UK CMA says Microsoft Activision deal won’t harm console gaming market

By Frank Prenesti

Britain’s competition regulator has narrowed the scope of its probe into Microsoft’s $69bn takeover of video game maker Activision, saying it no longer believes the deal would damage the UK console gaming market.
The Competition and Markets Authority (CMA) said it received “significant new evidence” relating to Microsoft’s financial incentives to make Activision’s games, including Call of Duty (CoD), exclusive to its own consoles.

Initially, the CMA warned the deal could substantially reduce the competition between Xbox and PlayStation in the UK, as Microsoft may choose to make popular Activision games like Call of Duty exclusive to its own Xbox consoles.

It suggested that Microsoft may have to divest the arm of Activision that makes the Call of Duty franchise in order to get the deal over the line.

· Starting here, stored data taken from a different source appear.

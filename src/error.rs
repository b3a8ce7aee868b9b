use thiserror::Error;

/// Every way a single run can end early. None of these are retried.
#[derive(Debug, Error, Clone, PartialEq, Eq)]
pub enum DispatchError {
    #[error("configuration error: {0}")]
    Configuration(String),
    #[error("data source error: {0}")]
    DataSource(String),
    #[error("malformed record: {0}")]
    MalformedRecord(String),
    #[error("delivery error: {0}")]
    Delivery(String),
}

impl DispatchError {
    pub fn configuration(message: impl Into<String>) -> Self {
        Self::Configuration(message.into())
    }

    pub fn data_source(message: impl Into<String>) -> Self {
        Self::DataSource(message.into())
    }

    pub fn malformed(message: impl Into<String>) -> Self {
        Self::MalformedRecord(message.into())
    }

    pub fn delivery(message: impl Into<String>) -> Self {
        Self::Delivery(message.into())
    }

    /// Stable name used in logs and in the trigger status record.
    pub fn kind(&self) -> &'static str {
        match self {
            Self::Configuration(_) => "ConfigurationError",
            Self::DataSource(_) => "DataSourceError",
            Self::MalformedRecord(_) => "MalformedRecordError",
            Self::Delivery(_) => "DeliveryError",
        }
    }
}
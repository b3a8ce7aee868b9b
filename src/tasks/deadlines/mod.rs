pub mod format;
pub mod mapper;
pub mod query;
pub mod window;
//! Word lists for the default dictionary
//!
//! Provides embedded upper-case word lists compiled into the binary.

mod embedded;
pub mod loader;

pub use embedded::{ALLOWED, ALLOWED_COUNT, ANSWERS, ANSWERS_COUNT};
//! Error types for game construction and guessing

use thiserror::Error;

/// Why a guess was rejected
///
/// A rejected guess leaves the game untouched, so the caller can re-prompt.
#[derive(Debug, Clone, PartialEq, Eq, Error)]
pub enum GuessError {
    #[error("No more guesses allowed (limit is {max_guesses})")]
    OutOfGuesses { max_guesses: usize },

    #[error("Guess must be exactly {expected} letters, got {actual}")]
    InvalidLength { expected: usize, actual: usize },

    #[error("'{0}' is not in the word list")]
    NotAWord(String),
}

/// Invalid game configuration
#[derive(Debug, Clone, PartialEq, Eq, Error)]
pub enum ConfigError {
    #[error("A game must allow at least one guess")]
    ZeroMaxGuesses,
}

#[cfg(test)]
mod tests {
    use super::*;

    #[test]
    fn guess_error_messages() {
        assert_eq!(
            GuessError::OutOfGuesses { max_guesses: 6 }.to_string(),
            "No more guesses allowed (limit is 6)"
        );
        assert_eq!(
            GuessError::InvalidLength {
                expected: 5,
                actual: 10
            }
            .to_string(),
            "Guess must be exactly 5 letters, got 10"
        );
        assert_eq!(
            GuessError::NotAWord("XYZZY".to_string()).to_string(),
            "'XYZZY' is not in the word list"
        );
    }
}
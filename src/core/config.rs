//! Game configuration

use super::error::ConfigError;
use super::guess::ScoringRule;

/// Guess limit used when none is given
pub const DEFAULT_MAX_GUESSES: usize = 6;

/// Settings for a new game
#[derive(Debug, Clone, Copy, PartialEq, Eq)]
pub struct GameConfig {
    pub max_guesses: usize,
    pub scoring: ScoringRule,
}

impl Default for GameConfig {
    fn default() -> Self {
        Self {
            max_guesses: DEFAULT_MAX_GUESSES,
            scoring: ScoringRule::default(),
        }
    }
}

impl GameConfig {
    #[must_use]
    pub const fn with_max_guesses(mut self, max_guesses: usize) -> Self {
        self.max_guesses = max_guesses;
        self
    }

    #[must_use]
    pub const fn with_scoring(mut self, scoring: ScoringRule) -> Self {
        self.scoring = scoring;
        self
    }

    /// Check the settings before a game is built from them
    ///
    /// # Errors
    /// Returns `ConfigError::ZeroMaxGuesses` if no guesses would be allowed.
    pub const fn validate(&self) -> Result<(), ConfigError> {
        if self.max_guesses == 0 {
            return Err(ConfigError::ZeroMaxGuesses);
        }
        Ok(())
    }
}

#[cfg(test)]
mod tests {
    use super::*;

    #[test]
    fn default_config() {
        let config = GameConfig::default();
        assert_eq!(config.max_guesses, 6);
        assert_eq!(config.scoring, ScoringRule::FirstPass);
        assert!(config.validate().is_ok());
    }

    #[test]
    fn builder_methods() {
        let config = GameConfig::default()
            .with_max_guesses(10)
            .with_scoring(ScoringRule::Canonical);
        assert_eq!(config.max_guesses, 10);
        assert_eq!(config.scoring, ScoringRule::Canonical);
    }

    #[test]
    fn zero_guesses_rejected() {
        let config = GameConfig::default().with_max_guesses(0);
        assert_eq!(config.validate(), Err(ConfigError::ZeroMaxGuesses));
    }
}
//! Wordle Game - CLI
//!
//! Play Wordle in the terminal, or score a single guess.

use anyhow::{Context, Result, anyhow};
use clap::{Parser, Subcommand};
use colored::Colorize;
use std::io;
use tracing::debug;
use tracing_subscriber::EnvFilter;
use wordle_game::{
    commands::{run_play, score_guess},
    core::{DEFAULT_MAX_GUESSES, GameConfig, ScoringRule},
    output::print_guess,
    source::{Dictionary, FixedWord, WordSource},
    wordlists::loader::normalize,
};

#[derive(Parser)]
#[command(
    name = "wordle_game",
    about = "Play Wordle in the terminal",
    version,
    author
)]
struct Cli {
    #[command(subcommand)]
    command: Option<Commands>,

    /// Number of guesses allowed per game
    #[arg(short = 'n', long, global = true, default_value_t = DEFAULT_MAX_GUESSES)]
    max_guesses: usize,

    /// Duplicate-letter scoring: first-pass (default) or canonical
    #[arg(short, long, global = true, default_value = "first-pass")]
    scoring: String,

    /// Wordlist: 'embedded' (default) or path to a file with one word per line
    #[arg(short = 'w', long, global = true, default_value = "embedded")]
    wordlist: String,

    /// Log debug output to stderr (RUST_LOG overrides)
    #[arg(short, long, global = true)]
    verbose: bool,
}

#[derive(Subcommand)]
enum Commands {
    /// Play interactively (default)
    Play {
        /// Use this secret word instead of a random one
        #[arg(long)]
        word: Option<String>,
    },

    /// Score one guess against a secret word
    Score {
        /// The secret word
        secret: String,

        /// The guess to score
        guess: String,
    },
}

fn init_logging(verbose: bool) {
    let default = if verbose { "debug" } else { "warn" };
    let filter = EnvFilter::try_from_default_env().unwrap_or_else(|_| EnvFilter::new(default));

    tracing_subscriber::fmt()
        .with_env_filter(filter)
        .with_writer(io::stderr)
        .init();
}

/// Load the dictionary selected by the -w flag
fn load_dictionary(wordlist: &str) -> Result<Dictionary> {
    match wordlist {
        "embedded" => Ok(Dictionary::embedded()),
        path => Dictionary::from_file(path).with_context(|| format!("Loading wordlist '{path}'")),
    }
}

fn main() -> Result<()> {
    let cli = Cli::parse();
    init_logging(cli.verbose);

    let scoring = ScoringRule::from_name(&cli.scoring)
        .ok_or_else(|| anyhow!("Unknown scoring rule '{}'", cli.scoring))?;
    let config = GameConfig::default()
        .with_max_guesses(cli.max_guesses)
        .with_scoring(scoring);
    config.validate()?;

    debug!(?config, wordlist = %cli.wordlist, "Parsed command line");

    let command = cli.command.unwrap_or(Commands::Play { word: None });

    match command {
        Commands::Play { word } => run_play_command(&cli.wordlist, word.as_deref(), config),
        Commands::Score { secret, guess } => run_score_command(&secret, &guess, scoring),
    }
}

fn run_play_command(wordlist: &str, word: Option<&str>, config: GameConfig) -> Result<()> {
    let dictionary = load_dictionary(wordlist)?;

    let source: Box<dyn WordSource> = match word {
        Some(word) => {
            let secret = normalize(word)
                .ok_or_else(|| anyhow!("Invalid secret word '{word}': must be 5 letters"))?;
            Box::new(FixedWord::new(secret, dictionary))
        }
        None => Box::new(dictionary),
    };

    println!("\n{}\n", "W O R D L E".bright_green().bold());

    let stdin = io::stdin();
    let mut input = stdin.lock();
    let mut stdout = io::stdout();
    run_play(&source, config, &mut input, &mut stdout)
}

fn run_score_command(secret: &str, guess: &str, scoring: ScoringRule) -> Result<()> {
    let scored = score_guess(secret, guess, scoring)?;

    let mut stdout = io::stdout();
    print_guess(&mut stdout, &scored)?;
    println!("{}", scored.to_emoji());
    Ok(())
}
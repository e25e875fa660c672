//! Build script to embed the dictionary
//!
//! Reads the word list files and generates Rust source with const arrays.

use std::env;
use std::fs;
use std::io::Write;
use std::path::Path;

fn main() {
    let out_dir = env::var("OUT_DIR").unwrap();

    // Secret word candidates
    generate_word_list(
        "data/answers.txt",
        &Path::new(&out_dir).join("answers.rs"),
        "ANSWERS",
        "Words that may be drawn as the secret word",
    );

    // Everything accepted as a guess
    generate_word_list(
        "data/allowed.txt",
        &Path::new(&out_dir).join("allowed.rs"),
        "ALLOWED",
        "Words accepted as guesses",
    );

    println!("cargo:rerun-if-changed=data/answers.txt");
    println!("cargo:rerun-if-changed=data/allowed.txt");
}

fn generate_word_list(input_path: &str, output_path: &Path, const_name: &str, doc_comment: &str) {
    let content = fs::read_to_string(input_path)
        .unwrap_or_else(|e| panic!("Failed to read {input_path}: {e}"));

    let words: Vec<String> = content
        .lines()
        .map(str::trim)
        .filter(|line| !line.is_empty())
        .map(str::to_ascii_uppercase)
        .collect();
    let count = words.len();

    let mut output = fs::File::create(output_path)
        .unwrap_or_else(|e| panic!("Failed to create {}: {e}", output_path.display()));

    writeln!(output, "// Generated from {input_path}").unwrap();
    writeln!(output).unwrap();
    writeln!(output, "/// {doc_comment} ({count} words)").unwrap();
    writeln!(output, "pub const {const_name}: &[&str] = &[").unwrap();

    for word in &words {
        writeln!(output, "    \"{word}\",").unwrap();
    }

    writeln!(output, "];").unwrap();
    writeln!(output).unwrap();
    writeln!(output, "/// Number of words in {const_name}").unwrap();
    writeln!(output, "pub const {const_name}_COUNT: usize = {count};").unwrap();
}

“While the CMA’s original analysis indicated that this strategy would be profitable under most scenarios, new data (which provides better insight into the actual purchasing behaviour of CoD gamers) indicates that this strategy would be significantly loss-making under any plausible scenario,” the CMA said in a statement.

“On this basis, the updated analysis now shows that it would not be commercially beneficial to Microsoft to make CoD exclusive to Xbox following the deal, but that Microsoft will instead still have the incentive to continue to make the game available on PlayStation.”

The CMA’s new position on its provisional findings relate only to competition in the supply of consoles and not to competition in the supply of cloud gaming services, where it had provisionally said that the deal raises concerns in cloud gaming.